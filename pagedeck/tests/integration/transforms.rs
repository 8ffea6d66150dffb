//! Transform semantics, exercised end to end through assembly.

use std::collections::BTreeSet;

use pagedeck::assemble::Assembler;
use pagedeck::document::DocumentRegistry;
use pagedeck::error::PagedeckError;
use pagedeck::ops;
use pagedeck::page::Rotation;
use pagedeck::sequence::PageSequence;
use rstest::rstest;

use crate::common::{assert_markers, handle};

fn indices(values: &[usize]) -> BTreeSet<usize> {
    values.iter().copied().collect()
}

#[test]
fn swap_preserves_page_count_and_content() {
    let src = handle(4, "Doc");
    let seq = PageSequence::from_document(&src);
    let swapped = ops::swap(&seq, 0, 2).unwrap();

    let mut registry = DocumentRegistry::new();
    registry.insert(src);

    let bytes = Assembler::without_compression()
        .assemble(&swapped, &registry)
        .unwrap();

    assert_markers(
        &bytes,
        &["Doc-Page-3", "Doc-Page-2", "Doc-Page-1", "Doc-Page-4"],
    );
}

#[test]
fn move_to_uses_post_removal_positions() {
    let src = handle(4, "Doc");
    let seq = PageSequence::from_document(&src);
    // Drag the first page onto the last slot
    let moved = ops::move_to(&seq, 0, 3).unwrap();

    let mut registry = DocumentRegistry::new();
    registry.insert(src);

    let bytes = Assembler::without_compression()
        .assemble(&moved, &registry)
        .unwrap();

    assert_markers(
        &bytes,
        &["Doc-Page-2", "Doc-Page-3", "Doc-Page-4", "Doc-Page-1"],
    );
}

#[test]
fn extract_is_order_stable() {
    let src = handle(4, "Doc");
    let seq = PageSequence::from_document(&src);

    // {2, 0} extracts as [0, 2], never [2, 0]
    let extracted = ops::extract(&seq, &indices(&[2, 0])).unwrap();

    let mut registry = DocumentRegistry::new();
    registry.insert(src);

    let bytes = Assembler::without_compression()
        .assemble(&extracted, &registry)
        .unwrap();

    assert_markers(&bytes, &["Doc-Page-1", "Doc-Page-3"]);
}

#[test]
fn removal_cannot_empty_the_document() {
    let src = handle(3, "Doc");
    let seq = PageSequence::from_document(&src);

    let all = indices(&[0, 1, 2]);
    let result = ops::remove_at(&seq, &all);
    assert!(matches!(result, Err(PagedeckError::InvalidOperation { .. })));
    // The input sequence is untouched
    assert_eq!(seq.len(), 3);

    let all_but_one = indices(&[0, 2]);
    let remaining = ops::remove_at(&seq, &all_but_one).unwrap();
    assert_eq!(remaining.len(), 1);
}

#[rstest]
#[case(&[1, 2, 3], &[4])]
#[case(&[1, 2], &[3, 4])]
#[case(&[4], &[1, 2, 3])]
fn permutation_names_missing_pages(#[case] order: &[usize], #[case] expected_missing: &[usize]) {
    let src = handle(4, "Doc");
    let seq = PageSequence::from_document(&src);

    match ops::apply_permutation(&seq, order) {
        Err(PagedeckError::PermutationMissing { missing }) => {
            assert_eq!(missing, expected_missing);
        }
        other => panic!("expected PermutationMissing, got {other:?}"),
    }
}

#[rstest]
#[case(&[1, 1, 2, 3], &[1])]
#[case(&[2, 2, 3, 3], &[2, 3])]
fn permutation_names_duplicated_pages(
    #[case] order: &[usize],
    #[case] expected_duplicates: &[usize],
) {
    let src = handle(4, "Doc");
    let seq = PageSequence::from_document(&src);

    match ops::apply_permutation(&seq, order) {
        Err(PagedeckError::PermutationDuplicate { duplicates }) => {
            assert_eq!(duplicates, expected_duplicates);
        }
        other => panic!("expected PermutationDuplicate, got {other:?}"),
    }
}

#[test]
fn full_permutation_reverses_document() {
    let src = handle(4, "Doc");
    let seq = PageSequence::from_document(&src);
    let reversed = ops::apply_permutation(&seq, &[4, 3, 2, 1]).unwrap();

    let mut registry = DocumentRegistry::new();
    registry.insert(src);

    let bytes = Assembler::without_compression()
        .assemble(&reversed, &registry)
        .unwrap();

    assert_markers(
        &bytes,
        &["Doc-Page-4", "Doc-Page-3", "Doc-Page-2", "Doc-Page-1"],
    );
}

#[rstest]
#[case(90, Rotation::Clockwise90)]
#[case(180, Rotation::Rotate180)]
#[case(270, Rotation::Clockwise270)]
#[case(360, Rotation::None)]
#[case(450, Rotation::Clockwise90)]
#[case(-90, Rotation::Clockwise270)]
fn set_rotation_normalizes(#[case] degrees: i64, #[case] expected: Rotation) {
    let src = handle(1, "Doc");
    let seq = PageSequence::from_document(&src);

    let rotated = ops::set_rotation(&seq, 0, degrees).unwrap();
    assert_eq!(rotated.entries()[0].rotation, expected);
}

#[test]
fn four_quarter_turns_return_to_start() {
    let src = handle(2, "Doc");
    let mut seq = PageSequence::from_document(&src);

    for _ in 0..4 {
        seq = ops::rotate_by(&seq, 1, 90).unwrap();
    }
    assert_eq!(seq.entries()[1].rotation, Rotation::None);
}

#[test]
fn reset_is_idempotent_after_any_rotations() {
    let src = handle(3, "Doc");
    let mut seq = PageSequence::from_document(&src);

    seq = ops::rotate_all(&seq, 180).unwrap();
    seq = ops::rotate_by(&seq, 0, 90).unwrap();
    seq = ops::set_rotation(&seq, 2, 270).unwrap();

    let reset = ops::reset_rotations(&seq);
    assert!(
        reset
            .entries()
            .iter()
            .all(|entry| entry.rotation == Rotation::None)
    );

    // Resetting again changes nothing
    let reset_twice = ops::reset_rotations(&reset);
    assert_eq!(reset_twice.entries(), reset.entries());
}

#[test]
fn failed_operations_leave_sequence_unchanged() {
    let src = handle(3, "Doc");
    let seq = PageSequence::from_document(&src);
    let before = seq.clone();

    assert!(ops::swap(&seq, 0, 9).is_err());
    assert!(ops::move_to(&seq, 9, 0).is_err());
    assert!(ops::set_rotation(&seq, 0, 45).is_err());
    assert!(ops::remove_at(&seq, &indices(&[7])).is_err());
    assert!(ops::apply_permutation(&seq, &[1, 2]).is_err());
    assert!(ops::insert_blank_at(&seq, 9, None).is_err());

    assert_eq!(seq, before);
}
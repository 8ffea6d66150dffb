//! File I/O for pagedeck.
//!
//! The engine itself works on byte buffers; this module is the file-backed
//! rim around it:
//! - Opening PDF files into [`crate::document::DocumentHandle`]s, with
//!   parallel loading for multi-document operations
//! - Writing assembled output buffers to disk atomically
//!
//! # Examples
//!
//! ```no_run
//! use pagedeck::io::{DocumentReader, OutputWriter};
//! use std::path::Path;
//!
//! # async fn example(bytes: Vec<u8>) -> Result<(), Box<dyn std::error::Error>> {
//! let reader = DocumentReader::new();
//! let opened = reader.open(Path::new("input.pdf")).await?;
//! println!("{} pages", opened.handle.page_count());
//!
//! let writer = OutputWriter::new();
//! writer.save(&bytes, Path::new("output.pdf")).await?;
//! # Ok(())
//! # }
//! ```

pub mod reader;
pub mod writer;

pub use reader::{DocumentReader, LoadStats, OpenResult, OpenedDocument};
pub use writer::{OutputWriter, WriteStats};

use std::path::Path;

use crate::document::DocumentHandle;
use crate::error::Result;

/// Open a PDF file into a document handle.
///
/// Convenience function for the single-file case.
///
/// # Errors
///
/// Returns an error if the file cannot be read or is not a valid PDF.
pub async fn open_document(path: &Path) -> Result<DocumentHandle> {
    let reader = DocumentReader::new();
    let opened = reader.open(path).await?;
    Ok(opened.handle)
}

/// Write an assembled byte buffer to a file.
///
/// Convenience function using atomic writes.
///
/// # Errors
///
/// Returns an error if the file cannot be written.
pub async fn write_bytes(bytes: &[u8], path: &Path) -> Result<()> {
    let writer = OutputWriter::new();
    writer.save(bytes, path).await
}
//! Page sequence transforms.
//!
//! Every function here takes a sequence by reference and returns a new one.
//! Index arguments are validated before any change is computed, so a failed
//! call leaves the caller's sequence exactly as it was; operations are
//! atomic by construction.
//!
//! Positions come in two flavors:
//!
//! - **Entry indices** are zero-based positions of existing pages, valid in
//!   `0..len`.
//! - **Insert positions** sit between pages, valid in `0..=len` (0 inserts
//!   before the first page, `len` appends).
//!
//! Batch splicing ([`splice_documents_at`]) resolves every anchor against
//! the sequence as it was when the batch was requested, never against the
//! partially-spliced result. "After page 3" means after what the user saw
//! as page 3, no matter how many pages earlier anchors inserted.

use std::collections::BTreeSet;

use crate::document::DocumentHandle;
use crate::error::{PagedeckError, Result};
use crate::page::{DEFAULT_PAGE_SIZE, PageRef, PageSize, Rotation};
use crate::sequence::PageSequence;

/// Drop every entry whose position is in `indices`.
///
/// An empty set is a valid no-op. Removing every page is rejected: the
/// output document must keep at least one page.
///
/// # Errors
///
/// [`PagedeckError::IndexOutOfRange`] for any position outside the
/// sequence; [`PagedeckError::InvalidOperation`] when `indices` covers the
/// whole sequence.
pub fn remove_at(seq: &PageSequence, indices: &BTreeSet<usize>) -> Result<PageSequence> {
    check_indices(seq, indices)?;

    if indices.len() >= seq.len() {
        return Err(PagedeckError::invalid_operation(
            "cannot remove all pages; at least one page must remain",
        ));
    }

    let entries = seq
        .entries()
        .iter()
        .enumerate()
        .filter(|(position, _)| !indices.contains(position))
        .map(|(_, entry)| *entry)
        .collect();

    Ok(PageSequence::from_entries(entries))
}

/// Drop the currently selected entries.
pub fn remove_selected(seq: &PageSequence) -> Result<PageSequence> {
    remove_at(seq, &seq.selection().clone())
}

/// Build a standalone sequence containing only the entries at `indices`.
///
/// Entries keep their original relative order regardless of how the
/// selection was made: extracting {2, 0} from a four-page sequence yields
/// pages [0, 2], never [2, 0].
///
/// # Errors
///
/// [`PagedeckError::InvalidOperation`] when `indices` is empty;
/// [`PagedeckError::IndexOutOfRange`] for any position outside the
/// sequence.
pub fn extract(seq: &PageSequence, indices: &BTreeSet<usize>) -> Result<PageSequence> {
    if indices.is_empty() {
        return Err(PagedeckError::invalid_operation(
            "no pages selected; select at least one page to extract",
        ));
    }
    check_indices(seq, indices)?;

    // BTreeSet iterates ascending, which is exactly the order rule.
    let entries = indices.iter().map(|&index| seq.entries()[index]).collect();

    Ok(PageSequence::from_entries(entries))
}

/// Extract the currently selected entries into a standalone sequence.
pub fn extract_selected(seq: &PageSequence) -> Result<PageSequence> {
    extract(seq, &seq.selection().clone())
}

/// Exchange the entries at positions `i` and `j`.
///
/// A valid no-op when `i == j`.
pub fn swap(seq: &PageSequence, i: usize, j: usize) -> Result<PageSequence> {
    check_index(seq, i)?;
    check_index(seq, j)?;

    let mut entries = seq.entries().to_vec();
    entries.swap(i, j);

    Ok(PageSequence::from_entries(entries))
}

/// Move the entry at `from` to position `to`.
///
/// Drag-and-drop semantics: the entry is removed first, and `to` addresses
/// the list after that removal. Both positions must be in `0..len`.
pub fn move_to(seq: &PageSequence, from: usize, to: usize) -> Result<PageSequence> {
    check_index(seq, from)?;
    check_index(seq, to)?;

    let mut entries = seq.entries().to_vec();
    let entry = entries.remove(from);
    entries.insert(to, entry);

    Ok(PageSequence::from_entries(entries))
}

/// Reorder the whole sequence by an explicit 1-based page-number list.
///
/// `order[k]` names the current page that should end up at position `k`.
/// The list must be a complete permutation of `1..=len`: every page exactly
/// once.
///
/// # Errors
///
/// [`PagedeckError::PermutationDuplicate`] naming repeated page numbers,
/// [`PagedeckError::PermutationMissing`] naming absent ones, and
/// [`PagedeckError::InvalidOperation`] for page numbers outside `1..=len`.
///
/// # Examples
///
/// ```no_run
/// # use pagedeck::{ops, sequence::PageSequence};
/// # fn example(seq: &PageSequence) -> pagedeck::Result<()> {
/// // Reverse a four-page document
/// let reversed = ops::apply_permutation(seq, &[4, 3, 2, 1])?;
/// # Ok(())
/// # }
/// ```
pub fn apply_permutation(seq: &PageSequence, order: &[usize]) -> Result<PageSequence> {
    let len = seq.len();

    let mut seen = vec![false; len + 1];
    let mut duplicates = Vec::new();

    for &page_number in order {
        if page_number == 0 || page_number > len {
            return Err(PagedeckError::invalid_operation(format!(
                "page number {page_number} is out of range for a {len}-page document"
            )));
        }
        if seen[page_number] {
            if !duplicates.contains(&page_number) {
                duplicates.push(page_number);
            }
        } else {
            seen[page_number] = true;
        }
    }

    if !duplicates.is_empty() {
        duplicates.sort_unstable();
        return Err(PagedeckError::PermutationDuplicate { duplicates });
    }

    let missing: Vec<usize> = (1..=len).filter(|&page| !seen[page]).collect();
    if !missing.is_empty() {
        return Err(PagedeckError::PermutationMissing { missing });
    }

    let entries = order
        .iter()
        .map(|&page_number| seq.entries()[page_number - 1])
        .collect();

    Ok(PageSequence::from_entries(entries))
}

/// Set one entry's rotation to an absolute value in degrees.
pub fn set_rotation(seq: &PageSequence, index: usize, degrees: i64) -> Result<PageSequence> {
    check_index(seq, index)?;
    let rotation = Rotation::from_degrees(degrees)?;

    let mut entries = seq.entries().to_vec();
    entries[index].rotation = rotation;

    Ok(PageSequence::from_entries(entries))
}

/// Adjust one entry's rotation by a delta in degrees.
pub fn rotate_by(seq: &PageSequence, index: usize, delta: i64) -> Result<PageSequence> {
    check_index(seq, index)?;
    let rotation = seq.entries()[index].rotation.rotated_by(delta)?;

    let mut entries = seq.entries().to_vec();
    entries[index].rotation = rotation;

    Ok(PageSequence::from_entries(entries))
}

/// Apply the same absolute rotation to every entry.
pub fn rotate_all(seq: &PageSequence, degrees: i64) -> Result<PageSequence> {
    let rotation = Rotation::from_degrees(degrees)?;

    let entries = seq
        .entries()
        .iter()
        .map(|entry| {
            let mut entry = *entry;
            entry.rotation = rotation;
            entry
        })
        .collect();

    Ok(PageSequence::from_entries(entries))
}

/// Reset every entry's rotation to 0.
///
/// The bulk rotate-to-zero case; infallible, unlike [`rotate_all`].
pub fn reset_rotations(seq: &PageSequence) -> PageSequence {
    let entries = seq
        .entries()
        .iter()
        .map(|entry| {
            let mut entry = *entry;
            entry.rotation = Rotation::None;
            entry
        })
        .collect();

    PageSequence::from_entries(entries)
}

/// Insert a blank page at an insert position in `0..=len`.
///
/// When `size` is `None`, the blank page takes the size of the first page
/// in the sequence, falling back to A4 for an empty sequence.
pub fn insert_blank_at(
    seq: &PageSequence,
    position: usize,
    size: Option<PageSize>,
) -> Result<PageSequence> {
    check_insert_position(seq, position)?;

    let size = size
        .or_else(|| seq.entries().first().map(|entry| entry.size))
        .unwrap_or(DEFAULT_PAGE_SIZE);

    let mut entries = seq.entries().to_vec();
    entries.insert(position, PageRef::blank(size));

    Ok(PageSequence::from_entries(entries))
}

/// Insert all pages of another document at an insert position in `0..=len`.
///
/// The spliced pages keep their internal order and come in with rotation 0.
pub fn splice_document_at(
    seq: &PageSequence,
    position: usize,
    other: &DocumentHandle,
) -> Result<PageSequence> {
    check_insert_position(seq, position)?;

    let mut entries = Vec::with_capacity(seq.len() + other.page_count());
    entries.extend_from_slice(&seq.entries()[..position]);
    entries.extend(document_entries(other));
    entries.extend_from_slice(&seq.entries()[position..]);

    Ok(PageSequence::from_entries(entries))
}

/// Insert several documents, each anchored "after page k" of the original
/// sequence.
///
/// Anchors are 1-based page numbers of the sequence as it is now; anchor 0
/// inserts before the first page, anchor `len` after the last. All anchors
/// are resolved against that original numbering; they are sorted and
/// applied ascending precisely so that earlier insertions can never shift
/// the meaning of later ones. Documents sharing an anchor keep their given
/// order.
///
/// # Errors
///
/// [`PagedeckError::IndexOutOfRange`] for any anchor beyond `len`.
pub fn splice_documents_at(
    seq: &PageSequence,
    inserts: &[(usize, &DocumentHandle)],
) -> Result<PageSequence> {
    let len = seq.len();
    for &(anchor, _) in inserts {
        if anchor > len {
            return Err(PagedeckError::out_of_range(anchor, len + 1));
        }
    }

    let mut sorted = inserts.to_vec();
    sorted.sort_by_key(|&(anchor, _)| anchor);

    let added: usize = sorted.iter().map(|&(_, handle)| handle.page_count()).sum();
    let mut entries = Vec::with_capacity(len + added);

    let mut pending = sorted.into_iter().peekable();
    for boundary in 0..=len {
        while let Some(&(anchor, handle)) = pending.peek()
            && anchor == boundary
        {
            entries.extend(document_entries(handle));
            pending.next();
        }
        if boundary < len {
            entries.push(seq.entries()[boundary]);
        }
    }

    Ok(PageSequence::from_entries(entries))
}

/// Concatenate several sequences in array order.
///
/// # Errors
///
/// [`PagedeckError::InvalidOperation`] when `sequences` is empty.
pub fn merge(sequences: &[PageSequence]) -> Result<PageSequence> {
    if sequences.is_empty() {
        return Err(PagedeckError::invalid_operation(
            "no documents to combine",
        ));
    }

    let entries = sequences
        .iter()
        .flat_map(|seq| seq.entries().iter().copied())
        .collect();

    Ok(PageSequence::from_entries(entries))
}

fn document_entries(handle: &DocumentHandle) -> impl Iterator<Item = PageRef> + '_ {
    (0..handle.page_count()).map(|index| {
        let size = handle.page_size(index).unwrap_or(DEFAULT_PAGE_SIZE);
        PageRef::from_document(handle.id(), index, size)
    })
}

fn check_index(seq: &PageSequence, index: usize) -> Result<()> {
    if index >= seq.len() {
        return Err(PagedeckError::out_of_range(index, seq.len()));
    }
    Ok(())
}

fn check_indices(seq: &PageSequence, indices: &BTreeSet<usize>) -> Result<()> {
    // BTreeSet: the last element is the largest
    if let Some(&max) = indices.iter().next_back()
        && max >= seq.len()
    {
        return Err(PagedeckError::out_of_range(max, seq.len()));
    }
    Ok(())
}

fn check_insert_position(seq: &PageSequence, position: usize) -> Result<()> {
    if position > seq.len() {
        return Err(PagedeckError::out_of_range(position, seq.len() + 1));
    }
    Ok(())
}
****************
▶ [THE PROBLEM]:
Only an exact copy of the listing above, from its first line up to and including the line with "fn indices(values: &[usize])", counts as the answer.

▶ [WRITTEN REPLY]:
filename pagedeck/tests/integration/transforms.rs
repository 8ffea6d66150dffb
//! Transform semantics, exercised end to end through assembly.

use std::collections::BTreeSet;

use pagedeck::assemble::Assembler;
use pagedeck::document::DocumentRegistry;
use pagedeck::error::PagedeckError;
use pagedeck::ops;
use pagedeck::page::Rotation;
use pagedeck::sequence::PageSequence;
use rstest::rstest;

use crate::common::{assert_markers, handle};

fn indices(values: &[usize]) -> BTreeSet<usize> {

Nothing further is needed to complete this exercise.